The 1st Kentucky Infantry Regiment was an infantry regiment that served in the Union Army during the American Civil War.

==Service==
The 1st Kentucky Infantry Regiment was organized at Pendleton in Cincinnati, Ohio, March - April 1861 as a three-month regiment. Because the regiment was organized while Kentucky tried to remain neutral, it was not recognized until June 4, 1861, when it was reorganized and mustered in for a three-year enlistment under the command of Colonel James V. Guthrie. Although credited to Kentucky, the regiment was almost entirely composed by Ohio volunteers.

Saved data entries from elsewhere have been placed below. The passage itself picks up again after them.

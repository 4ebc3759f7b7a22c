use chrono::{Days, NaiveDate};
use serde::{Deserialize, Serialize};
use statrs::statistics::Statistics;
use std::collections::BTreeMap;
use tracing::debug;

use crate::models::SessionEntry;
use crate::round_to;
use crate::wellness::DEFAULT_SLEEP_TARGET_HOURS;

/// Session load: duration in minutes multiplied by RPE
///
/// No range checks here; submissions are validated before they are stored.
pub fn session_load(duration_minutes: f64, rpe: f64) -> f64 {
    round_to(duration_minutes * rpe, 2)
}

// Standard deviation at or below this fraction of the mean is rounding noise
const FLAT_WINDOW_TOLERANCE: f64 = 1e-9;

/// Training monotony: mean daily load over its population standard deviation
///
/// A window with no variation (standard deviation of zero) has a monotony
/// of 1. An empty window has a monotony of 0.
pub fn monotony(daily_loads: &[f64]) -> f64 {
    if daily_loads.is_empty() {
        return 0.0;
    }
    if daily_loads.windows(2).all(|pair| pair[0] == pair[1]) {
        return 1.0;
    }

    let mean = daily_loads.iter().mean();
    let std_dev = daily_loads.iter().population_std_dev();

    if std_dev < f64::EPSILON || std_dev <= mean.abs() * FLAT_WINDOW_TOLERANCE {
        return 1.0;
    }

    round_to(mean / std_dev, 2)
}

/// Training strain: weekly load multiplied by monotony
pub fn strain(weekly_load: f64, monotony: f64) -> f64 {
    round_to(weekly_load * monotony, 2)
}

/// Metric calculation settings
#[derive(Debug, Clone, PartialEq, Serialize, Deserialize)]
pub struct MetricsConfig {
    /// Days in the rolling load window (default: 7)
    pub window_days: u16,

    /// Sleep duration that scores a full 10 in readiness (default: 8)
    pub sleep_target_hours: f64,
}

impl Default for MetricsConfig {
    fn default() -> Self {
        MetricsConfig {
            window_days: 7,
            sleep_target_hours: DEFAULT_SLEEP_TARGET_HOURS,
        }
    }
}

/// Load totals for one day
#[derive(Debug, Clone, PartialEq, Serialize, Deserialize)]
pub struct DailyLoad {
    pub date: NaiveDate,

    /// Sum of session loads
    pub total_load: f64,

    pub session_count: u16,

    pub total_minutes: u32,

    /// Individual session loads, sessions without RPE count as 0
    pub session_loads: Vec<f64>,
}

/// Load picture for the window ending on a given day
#[derive(Debug, Clone, PartialEq, Serialize, Deserialize)]
pub struct WeeklyLoadSummary {
    /// First day of the window (inclusive)
    pub week_start: NaiveDate,

    /// Last day of the window (inclusive)
    pub week_end: NaiveDate,

    pub weekly_load: f64,

    /// Total load of the window immediately before this one
    pub previous_week_load: f64,

    /// Daily totals oldest first, rest days as 0
    pub daily_loads: Vec<f64>,

    pub monotony: f64,

    pub strain: f64,

    pub session_count: usize,

    /// Week-over-week change in percent; absent when the previous week was empty
    pub load_change_pct: Option<f64>,
}

/// Session load aggregation engine
pub struct LoadCalculator {
    config: MetricsConfig,
}

impl LoadCalculator {
    /// Create new load calculator with default configuration
    pub fn new() -> Self {
        LoadCalculator {
            config: MetricsConfig::default(),
        }
    }

    /// Create new load calculator with custom configuration
    pub fn with_config(config: MetricsConfig) -> Self {
        LoadCalculator { config }
    }

    pub fn config(&self) -> &MetricsConfig {
        &self.config
    }

    fn window_days(&self) -> u64 {
        u64::from(self.config.window_days.max(1))
    }

    /// Aggregate daily load from a collection of sessions
    pub fn aggregate_daily_load(&self, sessions: &[SessionEntry]) -> BTreeMap<NaiveDate, DailyLoad> {
        let mut daily: BTreeMap<NaiveDate, DailyLoad> = BTreeMap::new();

        for session in sessions {
            let load = session.load_or_zero();

            daily
                .entry(session.date)
                .and_modify(|day| {
                    day.total_load = round_to(day.total_load + load, 2);
                    day.session_count += 1;
                    day.total_minutes += u32::from(session.duration_minutes);
                    day.session_loads.push(load);
                })
                .or_insert(DailyLoad {
                    date: session.date,
                    total_load: load,
                    session_count: 1,
                    total_minutes: u32::from(session.duration_minutes),
                    session_loads: vec![load],
                });
        }

        daily
    }

    /// Daily totals for the `days` days ending at `end`, oldest first
    pub fn daily_load_window(
        &self,
        daily: &BTreeMap<NaiveDate, DailyLoad>,
        end: NaiveDate,
        days: u64,
    ) -> Vec<f64> {
        (0..days)
            .rev()
            .filter_map(|offset| end.checked_sub_days(Days::new(offset)))
            .map(|date| daily.get(&date).map(|d| d.total_load).unwrap_or(0.0))
            .collect()
    }

    /// Summarise the load window ending on `as_of` and compare it with the one before
    pub fn weekly_summary(&self, sessions: &[SessionEntry], as_of: NaiveDate) -> WeeklyLoadSummary {
        let days = self.window_days();
        let daily = self.aggregate_daily_load(sessions);

        let week_start = as_of
            .checked_sub_days(Days::new(days - 1))
            .unwrap_or(as_of);
        let previous_end = as_of.checked_sub_days(Days::new(days)).unwrap_or(as_of);

        let daily_loads = self.daily_load_window(&daily, as_of, days);
        let previous_loads = self.daily_load_window(&daily, previous_end, days);

        let weekly_load = round_to(daily_loads.iter().sum(), 2);
        let previous_week_load = round_to(previous_loads.iter().sum(), 2);
        let monotony_value = monotony(&daily_loads);
        let strain_value = strain(weekly_load, monotony_value);

        let session_count = sessions
            .iter()
            .filter(|s| s.date >= week_start && s.date <= as_of)
            .count();

        let load_change_pct = if previous_week_load > 0.0 {
            Some(round_to(
                (weekly_load - previous_week_load) / previous_week_load * 100.0,
                1,
            ))
        } else {
            None
        };

        debug!(
            %as_of,
            weekly_load,
            previous_week_load,
            monotony = monotony_value,
            strain = strain_value,
            "weekly load summary"
        );

        WeeklyLoadSummary {
            week_start,
            week_end: as_of,
            weekly_load,
            previous_week_load,
            daily_loads,
            monotony: monotony_value,
            strain: strain_value,
            session_count,
            load_change_pct,
        }
    }
}

impl Default for LoadCalculator {
    fn default() -> Self {
        Self::new()
    }
}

The regiment was ordered to the Kanawha Valley, Virginia, July 10, 1861, and attached to Kanawha Brigade, Western Virginia, to October 1861. District of the Kanawha, Western Virginia, to January 1862. 22nd Brigade, Army of the Ohio, to February 1862. 22nd Brigade, 4th Division, Army of the Ohio, to September 1862. 22nd Brigade, 4th Division, II Corps, Army of the Ohio, to November 1862. 1st Brigade, 2nd Division, Left Wing, XIV Corps, Army of the Cumberland, to January 1863. 1st Brigade, 2nd Division, XXI Corps, Army of the Cumberland, to October 1863. 1st Brigade, 1st Division, IV Corps, to June 1864.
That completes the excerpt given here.